Kondisi tersebut diperparah lagi dengan hegemoni Barat (Yahudi dan Kristen) melalui globalisasi dan perlakuan tidak adil terhadap ummat Islam, seperti terjadi perang antara Israel dan Palenstina sejak 1967 sampai sekarang, kemudian perang Iraq pada tahun1991 dan 2003, disusul dengan perang Afganistan 2001 dan yang terbaru adalah pembunuhan dan pembantaian oleh kelompok ISIS terhadap orang yang tidak berdosa. Dalam konteks terebut, terkadang jihad digeser maknanya menjadi perang (qital), jihad selalau dimaknai sebagai pertumpahan darah dan agresi militer. Konsolidasi ummat Islam untuk melawan Barat sebagai respon terhadap hegenemoni Barat, selalu dilakukan dengan mengobarkan kata Jihad sebagai simbol militansi melawan Barat, akibatnya Islam semakin dituding sebagai agama pedang, galak, tidak toleran dan bahkan agama bagi kaum teroris.
Chaiwat Satha-Anand, mengatakan, Bagi kalangan non-muslim, jihad sering dikonotasikan dengan tindakan mati-matian dari orang tidak rasional dan fanatik yang ingin memaksakan pandangan mereka kepada orang lain.
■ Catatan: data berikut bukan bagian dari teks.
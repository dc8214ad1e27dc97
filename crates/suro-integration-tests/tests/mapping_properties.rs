//! # Mapping Properties
//!
//! Property-based checks over generated solutions: table shape, column
//! discovery order, determinism, and validation purity.

use proptest::prelude::*;
use serde_json::{json, Value};
use suro_core::{AxisSpec, ComplexKey, MappingKind, MappingSource, OutputMapping, ValueSpec};
use suro_results::extract::{collect_matches, ColumnAxis};
use suro_results::{FlatMapper, Mapper, MatrixAppendMapper, MatrixMapper, RowMapper};

fn entry_strategy() -> impl Strategy<Value = Value> {
    (
        prop::sample::select(vec!["ORTH", "CARD", "GEN", "URO"]),
        prop::sample::select(vec!["hip", "knee", ""]),
        1u8..6,
        prop::option::of(-50i64..50),
    )
        .prop_map(|(unit, kind, week, n)| {
            let mut entry = json!({"unit": unit, "kind": kind, "week": week});
            if let Some(n) = n {
                entry["n"] = json!(n);
            }
            entry
        })
}

fn solution_strategy() -> impl Strategy<Value = Value> {
    prop::collection::vec(entry_strategy(), 0..24).prop_map(|entries| json!({ "s": entries }))
}

fn pivot(kind: MappingKind, file: &str) -> OutputMapping {
    OutputMapping::new(file, kind).with_source(
        MappingSource::new("s", AxisSpec::from_entry_keys(["unit", "kind"]))
            .with_column(AxisSpec::labelled("Week", ["week"]))
            .with_value(ValueSpec::new(["n"])),
    )
}

proptest! {
    #[test]
    fn complex_key_equality_is_order_sensitive(a in "[a-z]{1,6}", b in "[a-z]{1,6}") {
        let ab = ComplexKey::new([a.clone(), b.clone()]);
        let ba = ComplexKey::new([b.clone(), a.clone()]);
        prop_assert_eq!(ab == ba, a == b);
        prop_assert_eq!(ab.clone(), ComplexKey::new([a, b]));
    }

    #[test]
    fn matrix_rows_have_header_length(solution in solution_strategy()) {
        let table = MatrixMapper.produce_rows(&pivot(MappingKind::Matrix, "m.csv"), &solution).unwrap();
        prop_assert!(table.rows().iter().all(|r| r.len() == table.width()));
    }

    #[test]
    fn append_rows_have_header_length(solution in solution_strategy()) {
        let table = MatrixAppendMapper
            .produce_rows(&pivot(MappingKind::MatrixAppend, "a.csv"), &solution)
            .unwrap();
        prop_assert!(table.rows().iter().all(|r| r.len() == table.width()));
    }

    #[test]
    fn flat_rows_have_header_length(solution in solution_strategy()) {
        let mapping = OutputMapping::new("f.csv", MappingKind::Flat)
            .with_source(MappingSource::new("s", AxisSpec::default()));
        let table = FlatMapper.produce_rows(&mapping, &solution).unwrap();
        let entries = solution["s"].as_array().map(Vec::len).unwrap_or(0);
        prop_assert_eq!(table.rows().len(), entries);
        prop_assert!(table.rows().iter().all(|r| r.len() == table.width()));
    }

    #[test]
    fn matrix_has_one_row_per_distinct_key(solution in solution_strategy()) {
        let table = MatrixMapper.produce_rows(&pivot(MappingKind::Matrix, "m.csv"), &solution).unwrap();
        let mut keys: Vec<(String, String)> = Vec::new();
        for entry in solution["s"].as_array().unwrap() {
            let key = (
                entry["unit"].as_str().unwrap().to_string(),
                entry["kind"].as_str().unwrap().to_string(),
            );
            if !keys.contains(&key) {
                keys.push(key);
            }
        }
        let produced: Vec<(String, String)> = table
            .rows()
            .iter()
            .map(|r| (r[0].clone().unwrap(), r[1].clone().unwrap()))
            .collect();
        prop_assert_eq!(produced, keys);
    }

    #[test]
    fn column_discovery_is_deterministic(solution in solution_strategy()) {
        let mapping = pivot(MappingKind::Matrix, "m.csv");
        let first = ColumnAxis::from_sources(&mapping.sources, &solution).unwrap();
        let second = ColumnAxis::from_sources(&mapping.sources, &solution).unwrap();
        prop_assert_eq!(&first, &second);

        let entries = solution["s"].as_array().unwrap();
        let once = collect_matches(&mapping.sources[0], entries, &first);
        let twice = collect_matches(&mapping.sources[0], entries, &first);
        prop_assert_eq!(once, twice);
    }

    #[test]
    fn validation_is_pure(
        file in prop::sample::select(vec!["a.csv", "a.json", "", "a.CSV", "a.txt"]),
        kind in prop::sample::select(MappingKind::all().to_vec()),
    ) {
        let mapping = pivot(kind, file);
        let before = mapping.clone();
        if let Some(mapper) = Mapper::builtin(kind) {
            let first = mapper.check(&mapping);
            let second = mapper.check(&mapping);
            prop_assert_eq!(first, second);
            prop_assert_eq!(mapper.validate(&mapping), mapper.validate(&mapping));
        }
        prop_assert_eq!(mapping, before);
    }
}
Karena hal itulah yang pernah terjadi dalam sejarah Islam klasik ketika kaum Khawarij menggunakan terminologi “jihad” untuk memaksakan pendapat mereka kepada komunitas Muslim lainnya atas nama idealisme transenden dan ekstrim. Mereka bersikukuh dengan dalil bahwa Nabi Muhammad menghabiskan hidupnya untuk berperang, maka orang orang beriman harus mengikuti jejak teladannya sehingga negara Islam harus mengatur urusan perang, dan semua orang dipaksa untuk melakukan keyakinan seperti itu, kalau tidak, akan distigmatisasi “kafir” dan bahkan dibunuh. Dalam keyakinan kaum Kawarij bahwa mandat al-Qur’an untuk “amar ma’ruf nahi mungkar” harus diterangkan secara tekstual, ketat, tanpa syarat atau pengecualian. Benih-benih radikalisme kaum Khawarij inilah yang kemudian ditranformasikan dan diaplikasikan di zaman sekarang ini, yang melahirkan banyak aksi-aksi kekerasan dan radikal dilakukan atas nama jihad fi sabililillah terutama oleh kaum radikalis ISIS.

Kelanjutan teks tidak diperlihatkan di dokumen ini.